WHAT YOU ARE ASKED TO DO
Copy every line of the data that includes the string "async".

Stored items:
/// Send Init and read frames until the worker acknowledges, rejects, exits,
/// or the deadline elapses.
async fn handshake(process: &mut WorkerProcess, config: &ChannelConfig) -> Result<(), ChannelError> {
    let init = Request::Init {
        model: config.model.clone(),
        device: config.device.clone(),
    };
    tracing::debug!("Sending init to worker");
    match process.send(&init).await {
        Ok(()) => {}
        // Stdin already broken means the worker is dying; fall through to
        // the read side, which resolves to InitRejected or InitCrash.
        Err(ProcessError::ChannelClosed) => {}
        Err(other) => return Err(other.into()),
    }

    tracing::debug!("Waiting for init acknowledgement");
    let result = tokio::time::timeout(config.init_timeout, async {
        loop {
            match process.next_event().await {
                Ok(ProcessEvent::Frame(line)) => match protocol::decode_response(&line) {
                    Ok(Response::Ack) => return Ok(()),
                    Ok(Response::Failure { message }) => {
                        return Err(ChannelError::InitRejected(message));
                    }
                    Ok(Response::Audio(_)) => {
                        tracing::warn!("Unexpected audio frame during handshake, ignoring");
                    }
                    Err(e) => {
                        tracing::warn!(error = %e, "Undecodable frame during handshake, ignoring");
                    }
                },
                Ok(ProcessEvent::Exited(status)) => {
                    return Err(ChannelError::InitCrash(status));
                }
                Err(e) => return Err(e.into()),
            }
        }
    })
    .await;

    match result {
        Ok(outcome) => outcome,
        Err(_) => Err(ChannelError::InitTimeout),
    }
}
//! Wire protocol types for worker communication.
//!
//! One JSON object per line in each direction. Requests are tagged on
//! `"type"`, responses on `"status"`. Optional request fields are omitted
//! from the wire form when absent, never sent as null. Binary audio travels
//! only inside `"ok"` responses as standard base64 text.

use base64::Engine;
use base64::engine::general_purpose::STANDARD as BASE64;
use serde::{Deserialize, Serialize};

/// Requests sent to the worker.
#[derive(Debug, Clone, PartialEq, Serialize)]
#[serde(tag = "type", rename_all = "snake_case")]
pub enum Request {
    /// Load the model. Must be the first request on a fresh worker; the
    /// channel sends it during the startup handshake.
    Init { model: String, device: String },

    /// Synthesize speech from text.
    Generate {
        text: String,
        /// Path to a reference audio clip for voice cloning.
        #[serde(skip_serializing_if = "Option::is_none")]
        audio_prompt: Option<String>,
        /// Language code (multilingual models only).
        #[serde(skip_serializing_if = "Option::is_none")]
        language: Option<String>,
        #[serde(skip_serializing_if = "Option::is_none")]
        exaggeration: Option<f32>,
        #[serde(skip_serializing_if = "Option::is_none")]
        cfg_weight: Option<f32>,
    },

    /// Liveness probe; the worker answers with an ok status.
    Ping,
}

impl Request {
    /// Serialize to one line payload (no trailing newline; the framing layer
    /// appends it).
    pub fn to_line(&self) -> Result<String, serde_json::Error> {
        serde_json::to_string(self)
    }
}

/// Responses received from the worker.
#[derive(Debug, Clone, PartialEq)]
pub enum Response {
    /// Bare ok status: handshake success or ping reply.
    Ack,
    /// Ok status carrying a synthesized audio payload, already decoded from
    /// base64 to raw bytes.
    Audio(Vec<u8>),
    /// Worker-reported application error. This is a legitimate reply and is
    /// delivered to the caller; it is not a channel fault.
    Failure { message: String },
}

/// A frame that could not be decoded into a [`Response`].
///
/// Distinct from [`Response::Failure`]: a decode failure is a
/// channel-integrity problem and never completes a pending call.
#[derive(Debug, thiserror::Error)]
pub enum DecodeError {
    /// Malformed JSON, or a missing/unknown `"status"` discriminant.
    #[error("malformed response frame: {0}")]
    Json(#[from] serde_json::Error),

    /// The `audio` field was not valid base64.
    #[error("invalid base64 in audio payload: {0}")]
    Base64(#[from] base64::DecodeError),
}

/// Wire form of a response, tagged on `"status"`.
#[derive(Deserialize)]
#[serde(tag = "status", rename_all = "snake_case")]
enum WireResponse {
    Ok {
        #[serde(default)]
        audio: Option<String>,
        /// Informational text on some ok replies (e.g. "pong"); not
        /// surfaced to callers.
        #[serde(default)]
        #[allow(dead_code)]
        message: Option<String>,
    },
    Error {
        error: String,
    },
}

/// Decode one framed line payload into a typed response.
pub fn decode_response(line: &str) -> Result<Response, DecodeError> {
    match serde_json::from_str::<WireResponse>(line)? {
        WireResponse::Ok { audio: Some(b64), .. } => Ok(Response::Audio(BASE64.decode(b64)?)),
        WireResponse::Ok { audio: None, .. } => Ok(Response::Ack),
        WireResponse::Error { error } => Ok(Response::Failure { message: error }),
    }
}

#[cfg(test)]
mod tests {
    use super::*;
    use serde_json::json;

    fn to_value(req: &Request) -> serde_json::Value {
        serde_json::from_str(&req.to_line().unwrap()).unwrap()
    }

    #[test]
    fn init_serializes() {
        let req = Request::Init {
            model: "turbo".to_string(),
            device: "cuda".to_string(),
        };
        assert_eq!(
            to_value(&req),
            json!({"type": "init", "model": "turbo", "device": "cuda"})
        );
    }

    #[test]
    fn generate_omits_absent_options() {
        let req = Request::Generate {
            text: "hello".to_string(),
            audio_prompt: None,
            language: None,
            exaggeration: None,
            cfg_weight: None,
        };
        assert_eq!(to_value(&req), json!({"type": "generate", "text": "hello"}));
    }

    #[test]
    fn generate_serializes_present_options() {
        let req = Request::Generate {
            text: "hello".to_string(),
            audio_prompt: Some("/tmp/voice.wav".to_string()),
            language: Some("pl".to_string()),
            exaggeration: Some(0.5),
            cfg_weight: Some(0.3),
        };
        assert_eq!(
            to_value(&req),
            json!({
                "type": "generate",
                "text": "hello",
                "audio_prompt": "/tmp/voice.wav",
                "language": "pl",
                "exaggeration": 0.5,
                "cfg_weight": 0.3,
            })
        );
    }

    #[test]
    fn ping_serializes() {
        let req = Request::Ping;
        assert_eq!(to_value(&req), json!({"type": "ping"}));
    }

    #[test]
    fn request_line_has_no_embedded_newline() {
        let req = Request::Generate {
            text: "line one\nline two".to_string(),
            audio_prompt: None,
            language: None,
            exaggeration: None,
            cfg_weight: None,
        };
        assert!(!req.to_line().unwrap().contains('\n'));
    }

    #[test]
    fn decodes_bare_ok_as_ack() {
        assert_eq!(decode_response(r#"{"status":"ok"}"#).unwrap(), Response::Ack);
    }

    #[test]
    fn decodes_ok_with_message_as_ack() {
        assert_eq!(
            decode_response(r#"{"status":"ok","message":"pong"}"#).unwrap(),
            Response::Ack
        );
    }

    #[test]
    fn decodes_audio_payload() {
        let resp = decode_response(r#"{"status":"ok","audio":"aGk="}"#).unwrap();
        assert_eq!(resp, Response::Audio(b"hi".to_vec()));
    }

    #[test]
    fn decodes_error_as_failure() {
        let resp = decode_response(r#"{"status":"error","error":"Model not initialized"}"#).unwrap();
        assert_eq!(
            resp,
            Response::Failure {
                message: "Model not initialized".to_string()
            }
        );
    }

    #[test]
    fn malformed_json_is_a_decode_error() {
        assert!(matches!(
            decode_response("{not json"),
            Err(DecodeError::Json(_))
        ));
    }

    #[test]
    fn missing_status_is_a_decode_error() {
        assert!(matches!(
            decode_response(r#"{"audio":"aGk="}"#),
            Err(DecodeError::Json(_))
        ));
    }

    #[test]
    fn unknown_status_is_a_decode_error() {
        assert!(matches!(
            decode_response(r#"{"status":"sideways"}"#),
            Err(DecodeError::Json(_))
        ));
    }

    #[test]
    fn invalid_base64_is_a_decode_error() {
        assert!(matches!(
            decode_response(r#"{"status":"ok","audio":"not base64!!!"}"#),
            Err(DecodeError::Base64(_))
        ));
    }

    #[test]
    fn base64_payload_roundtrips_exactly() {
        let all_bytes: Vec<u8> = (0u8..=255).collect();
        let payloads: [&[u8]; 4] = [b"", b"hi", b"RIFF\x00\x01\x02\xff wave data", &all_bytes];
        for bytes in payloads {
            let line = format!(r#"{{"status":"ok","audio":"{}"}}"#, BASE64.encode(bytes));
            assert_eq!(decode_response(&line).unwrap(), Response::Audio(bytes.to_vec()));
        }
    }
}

RESULT OF THE TASK
async fn handshake(process: &mut WorkerProcess, config: &ChannelConfig) -> Result<(), ChannelError> {
    let result = tokio::time::timeout(config.init_timeout, async {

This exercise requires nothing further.